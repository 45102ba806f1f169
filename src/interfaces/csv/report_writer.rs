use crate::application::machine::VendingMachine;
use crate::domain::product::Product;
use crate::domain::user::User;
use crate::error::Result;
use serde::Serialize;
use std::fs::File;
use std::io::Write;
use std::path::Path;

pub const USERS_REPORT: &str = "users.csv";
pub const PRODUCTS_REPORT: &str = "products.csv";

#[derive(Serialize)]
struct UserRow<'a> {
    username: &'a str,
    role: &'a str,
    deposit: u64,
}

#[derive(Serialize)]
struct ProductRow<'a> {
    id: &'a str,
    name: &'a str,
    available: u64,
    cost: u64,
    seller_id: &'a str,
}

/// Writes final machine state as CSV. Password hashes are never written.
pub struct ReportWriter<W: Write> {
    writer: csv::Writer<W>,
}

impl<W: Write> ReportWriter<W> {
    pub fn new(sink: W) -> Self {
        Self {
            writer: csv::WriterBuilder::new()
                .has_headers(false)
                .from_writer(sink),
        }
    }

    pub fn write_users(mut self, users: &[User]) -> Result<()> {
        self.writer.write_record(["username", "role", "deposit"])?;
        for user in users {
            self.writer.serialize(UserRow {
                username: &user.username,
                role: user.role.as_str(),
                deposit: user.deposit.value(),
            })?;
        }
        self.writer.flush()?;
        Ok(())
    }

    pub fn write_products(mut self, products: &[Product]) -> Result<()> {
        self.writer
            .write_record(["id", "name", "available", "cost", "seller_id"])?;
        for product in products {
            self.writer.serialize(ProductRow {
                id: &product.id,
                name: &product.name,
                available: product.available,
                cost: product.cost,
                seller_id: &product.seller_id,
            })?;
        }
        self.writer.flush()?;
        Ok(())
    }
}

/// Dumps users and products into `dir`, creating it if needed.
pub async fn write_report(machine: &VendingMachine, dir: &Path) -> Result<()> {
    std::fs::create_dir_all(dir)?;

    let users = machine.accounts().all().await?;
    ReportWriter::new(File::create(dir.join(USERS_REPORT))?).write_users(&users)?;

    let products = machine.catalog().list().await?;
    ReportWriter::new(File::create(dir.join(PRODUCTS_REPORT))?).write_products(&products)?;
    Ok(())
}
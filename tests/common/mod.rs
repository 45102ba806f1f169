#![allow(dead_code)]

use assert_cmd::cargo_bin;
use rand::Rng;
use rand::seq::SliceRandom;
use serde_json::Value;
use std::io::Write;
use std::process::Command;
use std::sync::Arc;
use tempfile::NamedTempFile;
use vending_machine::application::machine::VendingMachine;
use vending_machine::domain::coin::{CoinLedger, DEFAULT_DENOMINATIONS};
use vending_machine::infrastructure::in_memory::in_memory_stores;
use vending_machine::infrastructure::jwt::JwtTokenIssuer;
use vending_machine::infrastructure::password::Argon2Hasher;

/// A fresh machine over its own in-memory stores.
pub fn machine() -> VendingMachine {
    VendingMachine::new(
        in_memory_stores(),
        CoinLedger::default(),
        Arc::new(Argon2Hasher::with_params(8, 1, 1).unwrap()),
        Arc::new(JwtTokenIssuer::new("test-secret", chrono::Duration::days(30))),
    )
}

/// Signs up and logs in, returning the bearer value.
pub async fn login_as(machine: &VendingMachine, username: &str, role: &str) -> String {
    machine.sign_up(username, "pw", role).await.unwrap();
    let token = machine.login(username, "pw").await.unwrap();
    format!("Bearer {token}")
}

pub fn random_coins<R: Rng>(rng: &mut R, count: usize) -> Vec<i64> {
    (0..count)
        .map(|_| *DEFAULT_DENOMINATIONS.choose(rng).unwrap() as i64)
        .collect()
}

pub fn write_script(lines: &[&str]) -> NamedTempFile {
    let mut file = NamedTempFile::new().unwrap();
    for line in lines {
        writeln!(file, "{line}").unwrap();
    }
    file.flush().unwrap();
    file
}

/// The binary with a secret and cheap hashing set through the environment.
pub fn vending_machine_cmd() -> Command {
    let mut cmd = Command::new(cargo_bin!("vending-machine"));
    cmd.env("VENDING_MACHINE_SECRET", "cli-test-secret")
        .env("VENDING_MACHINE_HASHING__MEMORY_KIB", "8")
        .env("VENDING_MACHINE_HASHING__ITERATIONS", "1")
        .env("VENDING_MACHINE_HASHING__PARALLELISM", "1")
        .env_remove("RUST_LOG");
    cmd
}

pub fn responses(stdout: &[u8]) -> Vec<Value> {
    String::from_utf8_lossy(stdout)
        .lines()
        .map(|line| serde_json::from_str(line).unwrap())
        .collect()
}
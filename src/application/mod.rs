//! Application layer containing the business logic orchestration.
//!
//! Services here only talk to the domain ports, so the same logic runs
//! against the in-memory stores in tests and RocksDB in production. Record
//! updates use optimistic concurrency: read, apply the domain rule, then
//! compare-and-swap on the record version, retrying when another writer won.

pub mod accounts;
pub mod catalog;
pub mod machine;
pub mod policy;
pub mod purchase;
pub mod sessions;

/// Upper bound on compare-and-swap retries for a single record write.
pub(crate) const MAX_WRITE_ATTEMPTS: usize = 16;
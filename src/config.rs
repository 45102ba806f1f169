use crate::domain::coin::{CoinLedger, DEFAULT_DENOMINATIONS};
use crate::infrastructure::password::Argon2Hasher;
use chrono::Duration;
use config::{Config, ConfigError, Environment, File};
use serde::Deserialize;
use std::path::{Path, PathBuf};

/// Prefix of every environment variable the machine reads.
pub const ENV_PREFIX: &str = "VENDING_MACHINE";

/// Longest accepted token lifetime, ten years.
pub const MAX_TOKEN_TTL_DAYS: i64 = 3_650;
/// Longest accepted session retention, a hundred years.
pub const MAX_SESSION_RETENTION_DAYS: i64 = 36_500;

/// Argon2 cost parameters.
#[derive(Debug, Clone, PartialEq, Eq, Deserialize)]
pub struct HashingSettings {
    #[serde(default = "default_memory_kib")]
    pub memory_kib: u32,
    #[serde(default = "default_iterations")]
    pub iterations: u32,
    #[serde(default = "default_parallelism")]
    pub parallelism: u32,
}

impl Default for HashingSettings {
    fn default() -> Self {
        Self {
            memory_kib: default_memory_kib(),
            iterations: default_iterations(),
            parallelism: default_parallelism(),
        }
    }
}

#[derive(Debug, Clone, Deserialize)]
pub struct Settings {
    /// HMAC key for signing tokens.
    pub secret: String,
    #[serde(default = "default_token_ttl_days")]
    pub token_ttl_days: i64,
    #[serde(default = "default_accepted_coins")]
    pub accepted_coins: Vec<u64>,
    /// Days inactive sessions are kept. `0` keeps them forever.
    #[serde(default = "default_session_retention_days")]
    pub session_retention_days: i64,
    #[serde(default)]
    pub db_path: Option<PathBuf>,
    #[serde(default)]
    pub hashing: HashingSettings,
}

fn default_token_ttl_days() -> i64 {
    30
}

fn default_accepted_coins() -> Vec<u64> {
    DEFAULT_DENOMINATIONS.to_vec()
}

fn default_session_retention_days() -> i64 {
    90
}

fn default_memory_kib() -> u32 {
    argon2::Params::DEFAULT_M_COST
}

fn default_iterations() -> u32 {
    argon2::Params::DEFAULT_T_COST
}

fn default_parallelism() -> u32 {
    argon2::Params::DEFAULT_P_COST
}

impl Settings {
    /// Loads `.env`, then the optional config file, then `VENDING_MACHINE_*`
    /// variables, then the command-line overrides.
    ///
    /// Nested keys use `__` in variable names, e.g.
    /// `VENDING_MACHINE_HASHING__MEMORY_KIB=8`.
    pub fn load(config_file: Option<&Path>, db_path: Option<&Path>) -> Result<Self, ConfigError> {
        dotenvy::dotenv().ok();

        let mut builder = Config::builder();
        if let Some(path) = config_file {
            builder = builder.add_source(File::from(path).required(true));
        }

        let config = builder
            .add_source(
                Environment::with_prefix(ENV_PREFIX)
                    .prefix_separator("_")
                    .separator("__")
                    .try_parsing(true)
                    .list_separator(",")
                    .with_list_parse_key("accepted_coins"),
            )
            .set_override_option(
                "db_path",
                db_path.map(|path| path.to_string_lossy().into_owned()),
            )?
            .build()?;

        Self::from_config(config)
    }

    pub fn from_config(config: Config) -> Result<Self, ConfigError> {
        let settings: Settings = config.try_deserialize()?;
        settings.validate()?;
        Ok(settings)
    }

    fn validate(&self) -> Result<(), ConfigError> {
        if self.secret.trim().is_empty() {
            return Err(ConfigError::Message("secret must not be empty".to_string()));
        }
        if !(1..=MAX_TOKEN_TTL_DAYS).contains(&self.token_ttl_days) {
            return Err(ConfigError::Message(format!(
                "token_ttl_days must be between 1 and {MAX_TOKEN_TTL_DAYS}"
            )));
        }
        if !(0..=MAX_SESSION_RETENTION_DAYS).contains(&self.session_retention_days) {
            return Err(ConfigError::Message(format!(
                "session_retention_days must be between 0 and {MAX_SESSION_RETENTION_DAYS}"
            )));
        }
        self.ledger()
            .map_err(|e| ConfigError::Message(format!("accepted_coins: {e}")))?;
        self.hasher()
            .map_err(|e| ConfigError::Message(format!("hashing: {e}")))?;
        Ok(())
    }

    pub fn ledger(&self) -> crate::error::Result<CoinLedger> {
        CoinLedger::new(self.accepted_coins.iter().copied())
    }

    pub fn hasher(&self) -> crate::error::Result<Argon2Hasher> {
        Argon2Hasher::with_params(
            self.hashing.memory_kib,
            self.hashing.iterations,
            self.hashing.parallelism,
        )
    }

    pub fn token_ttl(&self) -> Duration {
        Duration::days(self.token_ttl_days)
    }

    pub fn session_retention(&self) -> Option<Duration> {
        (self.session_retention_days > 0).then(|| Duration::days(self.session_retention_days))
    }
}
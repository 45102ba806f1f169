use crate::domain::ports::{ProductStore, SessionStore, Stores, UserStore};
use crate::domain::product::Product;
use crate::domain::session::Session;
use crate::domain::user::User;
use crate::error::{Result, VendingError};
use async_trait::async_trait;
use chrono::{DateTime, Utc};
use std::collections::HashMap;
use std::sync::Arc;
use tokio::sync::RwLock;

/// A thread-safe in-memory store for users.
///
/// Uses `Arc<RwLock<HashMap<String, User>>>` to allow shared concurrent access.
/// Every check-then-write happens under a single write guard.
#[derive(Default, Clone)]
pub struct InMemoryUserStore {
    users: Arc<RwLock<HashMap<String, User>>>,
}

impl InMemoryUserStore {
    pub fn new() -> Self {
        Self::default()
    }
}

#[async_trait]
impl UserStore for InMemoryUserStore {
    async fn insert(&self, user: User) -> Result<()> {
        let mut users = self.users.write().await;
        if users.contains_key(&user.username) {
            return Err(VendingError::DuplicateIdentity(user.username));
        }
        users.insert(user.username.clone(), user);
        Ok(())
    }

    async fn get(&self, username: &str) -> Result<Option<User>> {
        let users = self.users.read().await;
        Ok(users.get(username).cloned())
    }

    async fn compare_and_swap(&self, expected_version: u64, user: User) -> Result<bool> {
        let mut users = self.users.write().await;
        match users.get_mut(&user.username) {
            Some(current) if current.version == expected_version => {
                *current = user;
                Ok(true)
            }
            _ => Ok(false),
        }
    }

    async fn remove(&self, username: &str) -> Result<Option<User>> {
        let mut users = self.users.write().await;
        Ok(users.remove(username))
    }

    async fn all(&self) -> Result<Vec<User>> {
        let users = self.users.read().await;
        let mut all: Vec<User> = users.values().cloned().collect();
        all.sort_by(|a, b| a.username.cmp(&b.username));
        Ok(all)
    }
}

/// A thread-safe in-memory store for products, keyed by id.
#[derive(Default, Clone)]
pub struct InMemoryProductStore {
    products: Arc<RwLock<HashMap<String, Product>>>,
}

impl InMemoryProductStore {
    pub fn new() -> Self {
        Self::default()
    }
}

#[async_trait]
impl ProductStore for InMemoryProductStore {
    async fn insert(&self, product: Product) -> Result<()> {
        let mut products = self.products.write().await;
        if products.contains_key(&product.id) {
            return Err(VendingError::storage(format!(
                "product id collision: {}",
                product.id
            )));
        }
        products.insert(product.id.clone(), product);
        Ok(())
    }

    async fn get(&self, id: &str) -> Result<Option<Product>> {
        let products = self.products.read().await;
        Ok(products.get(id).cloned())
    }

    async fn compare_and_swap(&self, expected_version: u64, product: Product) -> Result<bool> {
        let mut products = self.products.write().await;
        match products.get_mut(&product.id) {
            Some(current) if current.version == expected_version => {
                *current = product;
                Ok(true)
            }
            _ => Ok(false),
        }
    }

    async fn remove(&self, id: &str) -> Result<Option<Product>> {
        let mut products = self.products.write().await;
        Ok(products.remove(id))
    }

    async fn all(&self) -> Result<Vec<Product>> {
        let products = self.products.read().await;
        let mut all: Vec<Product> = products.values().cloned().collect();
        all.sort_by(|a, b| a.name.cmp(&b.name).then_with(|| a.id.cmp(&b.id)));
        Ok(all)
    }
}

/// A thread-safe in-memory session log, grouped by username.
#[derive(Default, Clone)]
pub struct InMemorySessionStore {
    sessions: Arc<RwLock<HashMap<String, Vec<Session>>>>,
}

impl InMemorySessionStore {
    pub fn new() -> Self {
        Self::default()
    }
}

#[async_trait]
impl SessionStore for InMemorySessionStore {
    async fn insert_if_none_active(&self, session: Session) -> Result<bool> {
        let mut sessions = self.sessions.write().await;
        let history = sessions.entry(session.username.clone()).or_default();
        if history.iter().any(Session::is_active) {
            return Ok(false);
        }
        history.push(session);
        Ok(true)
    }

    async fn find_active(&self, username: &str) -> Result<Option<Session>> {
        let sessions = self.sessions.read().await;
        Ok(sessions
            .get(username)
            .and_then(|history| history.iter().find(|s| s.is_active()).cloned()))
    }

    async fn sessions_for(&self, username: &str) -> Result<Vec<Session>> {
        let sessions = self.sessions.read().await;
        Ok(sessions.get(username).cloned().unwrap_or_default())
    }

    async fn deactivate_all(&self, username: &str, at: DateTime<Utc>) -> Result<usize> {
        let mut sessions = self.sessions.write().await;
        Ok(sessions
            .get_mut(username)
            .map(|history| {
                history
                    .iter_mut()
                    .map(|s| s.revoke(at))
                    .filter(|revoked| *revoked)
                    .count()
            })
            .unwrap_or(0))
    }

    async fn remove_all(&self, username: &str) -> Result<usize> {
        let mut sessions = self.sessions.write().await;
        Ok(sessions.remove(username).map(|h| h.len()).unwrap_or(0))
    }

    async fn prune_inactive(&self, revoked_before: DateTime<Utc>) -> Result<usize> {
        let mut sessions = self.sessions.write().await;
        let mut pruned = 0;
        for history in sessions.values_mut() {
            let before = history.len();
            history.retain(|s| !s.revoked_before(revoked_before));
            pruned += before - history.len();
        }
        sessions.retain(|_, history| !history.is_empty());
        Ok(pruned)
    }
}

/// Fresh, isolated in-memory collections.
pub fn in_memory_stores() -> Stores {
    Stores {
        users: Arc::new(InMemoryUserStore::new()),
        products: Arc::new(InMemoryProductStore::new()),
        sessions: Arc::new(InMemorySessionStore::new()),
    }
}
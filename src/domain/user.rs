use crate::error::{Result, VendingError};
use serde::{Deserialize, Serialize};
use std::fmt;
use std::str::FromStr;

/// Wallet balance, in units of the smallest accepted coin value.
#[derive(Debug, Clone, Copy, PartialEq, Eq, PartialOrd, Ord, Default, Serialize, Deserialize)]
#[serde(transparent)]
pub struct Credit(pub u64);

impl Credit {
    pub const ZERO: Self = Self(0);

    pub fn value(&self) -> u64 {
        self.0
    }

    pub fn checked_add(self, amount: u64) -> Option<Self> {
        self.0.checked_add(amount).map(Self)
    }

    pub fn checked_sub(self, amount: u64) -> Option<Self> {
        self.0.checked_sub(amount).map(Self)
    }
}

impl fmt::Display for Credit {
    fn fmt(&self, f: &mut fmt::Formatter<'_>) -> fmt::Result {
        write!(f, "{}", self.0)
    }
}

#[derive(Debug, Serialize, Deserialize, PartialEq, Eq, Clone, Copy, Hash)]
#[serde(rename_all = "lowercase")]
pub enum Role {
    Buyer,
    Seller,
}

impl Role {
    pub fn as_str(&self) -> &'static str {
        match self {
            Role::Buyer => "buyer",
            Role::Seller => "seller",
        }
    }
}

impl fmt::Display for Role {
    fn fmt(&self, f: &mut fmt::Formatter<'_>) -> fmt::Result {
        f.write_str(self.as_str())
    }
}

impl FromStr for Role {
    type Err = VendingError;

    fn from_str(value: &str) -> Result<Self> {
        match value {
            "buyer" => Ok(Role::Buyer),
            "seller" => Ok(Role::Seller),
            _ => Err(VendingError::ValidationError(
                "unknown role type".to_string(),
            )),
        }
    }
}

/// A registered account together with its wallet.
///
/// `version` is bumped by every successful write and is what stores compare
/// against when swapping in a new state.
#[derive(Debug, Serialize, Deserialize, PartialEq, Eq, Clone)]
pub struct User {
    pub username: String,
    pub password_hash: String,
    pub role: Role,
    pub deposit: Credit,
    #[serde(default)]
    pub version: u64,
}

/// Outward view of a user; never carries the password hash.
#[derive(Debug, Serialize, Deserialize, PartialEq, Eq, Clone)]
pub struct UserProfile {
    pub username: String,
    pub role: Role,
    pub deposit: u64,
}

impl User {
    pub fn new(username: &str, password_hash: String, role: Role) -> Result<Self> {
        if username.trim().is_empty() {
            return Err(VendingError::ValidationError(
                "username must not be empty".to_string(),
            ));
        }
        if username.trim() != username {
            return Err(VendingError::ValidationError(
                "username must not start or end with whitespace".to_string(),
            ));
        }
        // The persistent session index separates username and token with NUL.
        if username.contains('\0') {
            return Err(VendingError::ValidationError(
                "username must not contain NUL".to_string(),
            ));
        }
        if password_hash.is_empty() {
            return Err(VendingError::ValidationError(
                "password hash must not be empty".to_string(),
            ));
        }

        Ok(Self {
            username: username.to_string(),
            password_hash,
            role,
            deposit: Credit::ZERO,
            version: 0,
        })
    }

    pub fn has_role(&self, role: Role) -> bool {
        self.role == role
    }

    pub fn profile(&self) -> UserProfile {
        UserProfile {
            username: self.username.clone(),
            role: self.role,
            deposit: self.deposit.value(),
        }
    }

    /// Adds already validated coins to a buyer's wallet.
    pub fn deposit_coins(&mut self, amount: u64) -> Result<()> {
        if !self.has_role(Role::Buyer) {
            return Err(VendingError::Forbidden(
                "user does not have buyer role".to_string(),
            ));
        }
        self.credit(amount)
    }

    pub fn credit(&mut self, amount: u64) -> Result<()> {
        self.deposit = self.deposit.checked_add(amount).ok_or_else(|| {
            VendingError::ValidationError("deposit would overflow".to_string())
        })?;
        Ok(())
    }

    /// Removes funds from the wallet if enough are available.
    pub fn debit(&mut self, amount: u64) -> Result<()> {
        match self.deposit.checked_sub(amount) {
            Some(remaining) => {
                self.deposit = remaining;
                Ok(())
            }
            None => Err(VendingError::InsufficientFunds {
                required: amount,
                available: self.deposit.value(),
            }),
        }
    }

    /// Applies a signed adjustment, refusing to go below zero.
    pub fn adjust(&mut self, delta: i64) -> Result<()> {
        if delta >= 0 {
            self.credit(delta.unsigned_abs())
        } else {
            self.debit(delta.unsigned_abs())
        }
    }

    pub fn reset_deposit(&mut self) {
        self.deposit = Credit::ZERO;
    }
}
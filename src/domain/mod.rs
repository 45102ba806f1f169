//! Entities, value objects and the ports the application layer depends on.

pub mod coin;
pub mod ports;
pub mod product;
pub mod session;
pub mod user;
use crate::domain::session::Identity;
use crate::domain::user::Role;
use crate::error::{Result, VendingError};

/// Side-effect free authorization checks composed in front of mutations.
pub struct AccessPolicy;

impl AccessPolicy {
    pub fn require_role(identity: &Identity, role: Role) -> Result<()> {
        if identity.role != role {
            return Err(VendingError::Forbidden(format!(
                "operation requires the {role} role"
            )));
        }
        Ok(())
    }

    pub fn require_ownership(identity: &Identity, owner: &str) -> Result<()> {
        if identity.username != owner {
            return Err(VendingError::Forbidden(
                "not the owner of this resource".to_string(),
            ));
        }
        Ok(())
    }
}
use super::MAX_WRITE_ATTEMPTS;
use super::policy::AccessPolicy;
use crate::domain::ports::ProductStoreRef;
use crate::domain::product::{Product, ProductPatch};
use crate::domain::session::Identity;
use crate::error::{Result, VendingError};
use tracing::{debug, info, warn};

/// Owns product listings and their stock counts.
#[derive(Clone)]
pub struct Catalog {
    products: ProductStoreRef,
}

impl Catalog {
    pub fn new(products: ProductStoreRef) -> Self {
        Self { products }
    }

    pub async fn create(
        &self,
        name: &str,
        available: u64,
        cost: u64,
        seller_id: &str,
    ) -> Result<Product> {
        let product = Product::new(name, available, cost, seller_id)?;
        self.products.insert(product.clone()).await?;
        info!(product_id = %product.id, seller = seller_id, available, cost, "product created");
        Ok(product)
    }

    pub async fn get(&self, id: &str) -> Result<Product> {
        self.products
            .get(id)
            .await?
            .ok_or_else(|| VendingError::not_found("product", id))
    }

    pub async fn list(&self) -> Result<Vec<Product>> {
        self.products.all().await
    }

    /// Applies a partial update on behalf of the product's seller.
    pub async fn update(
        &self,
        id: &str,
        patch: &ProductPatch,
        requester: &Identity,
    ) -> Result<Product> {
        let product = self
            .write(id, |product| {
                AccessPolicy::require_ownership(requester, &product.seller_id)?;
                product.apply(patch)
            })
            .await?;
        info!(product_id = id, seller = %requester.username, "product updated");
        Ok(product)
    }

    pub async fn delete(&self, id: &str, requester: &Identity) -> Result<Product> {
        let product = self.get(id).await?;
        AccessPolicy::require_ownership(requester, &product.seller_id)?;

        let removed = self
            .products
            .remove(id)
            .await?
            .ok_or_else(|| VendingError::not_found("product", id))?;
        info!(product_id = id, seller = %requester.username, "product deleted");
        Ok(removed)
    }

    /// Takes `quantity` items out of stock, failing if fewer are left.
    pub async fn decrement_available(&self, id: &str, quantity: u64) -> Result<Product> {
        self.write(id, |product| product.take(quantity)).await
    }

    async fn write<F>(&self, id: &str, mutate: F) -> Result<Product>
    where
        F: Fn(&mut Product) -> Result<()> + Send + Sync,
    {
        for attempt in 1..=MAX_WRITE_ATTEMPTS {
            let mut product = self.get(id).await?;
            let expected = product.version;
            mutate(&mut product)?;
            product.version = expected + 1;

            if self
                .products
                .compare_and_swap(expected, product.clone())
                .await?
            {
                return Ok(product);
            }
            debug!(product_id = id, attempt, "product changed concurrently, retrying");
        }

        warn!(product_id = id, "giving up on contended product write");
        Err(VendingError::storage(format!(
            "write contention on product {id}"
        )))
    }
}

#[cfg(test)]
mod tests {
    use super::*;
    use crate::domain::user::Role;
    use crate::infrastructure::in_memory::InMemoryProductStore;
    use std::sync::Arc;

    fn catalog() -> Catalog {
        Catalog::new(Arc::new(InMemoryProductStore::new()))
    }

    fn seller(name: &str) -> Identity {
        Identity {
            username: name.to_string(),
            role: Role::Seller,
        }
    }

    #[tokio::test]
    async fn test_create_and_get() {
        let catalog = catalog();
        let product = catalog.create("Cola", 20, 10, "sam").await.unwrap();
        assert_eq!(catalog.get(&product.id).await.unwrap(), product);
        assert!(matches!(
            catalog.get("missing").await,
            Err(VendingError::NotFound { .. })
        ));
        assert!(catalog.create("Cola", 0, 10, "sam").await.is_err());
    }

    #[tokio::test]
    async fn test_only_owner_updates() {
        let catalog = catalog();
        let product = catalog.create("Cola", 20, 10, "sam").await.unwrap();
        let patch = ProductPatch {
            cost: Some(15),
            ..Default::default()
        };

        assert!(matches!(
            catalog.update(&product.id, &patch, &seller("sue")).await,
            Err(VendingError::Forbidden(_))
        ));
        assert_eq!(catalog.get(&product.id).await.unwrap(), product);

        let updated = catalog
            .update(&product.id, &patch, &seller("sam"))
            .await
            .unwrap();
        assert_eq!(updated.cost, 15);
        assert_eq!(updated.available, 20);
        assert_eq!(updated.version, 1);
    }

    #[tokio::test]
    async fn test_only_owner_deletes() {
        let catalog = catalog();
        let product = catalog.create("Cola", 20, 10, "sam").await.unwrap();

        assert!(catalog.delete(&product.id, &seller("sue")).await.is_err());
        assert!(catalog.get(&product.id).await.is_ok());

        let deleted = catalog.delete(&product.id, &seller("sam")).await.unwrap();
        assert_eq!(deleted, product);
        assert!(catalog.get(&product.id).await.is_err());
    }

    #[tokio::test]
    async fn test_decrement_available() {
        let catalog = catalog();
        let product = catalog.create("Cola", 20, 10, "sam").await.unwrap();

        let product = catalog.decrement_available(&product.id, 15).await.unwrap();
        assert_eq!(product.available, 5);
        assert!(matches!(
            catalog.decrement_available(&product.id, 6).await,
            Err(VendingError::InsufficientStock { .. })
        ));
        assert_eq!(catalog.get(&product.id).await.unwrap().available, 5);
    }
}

-=-=-

# ABOUT THIS TASK:
Respond with the count of lines above holding the string "Longest", and leave out everything else.

# RESPONSE TO THE EXERCISE:
2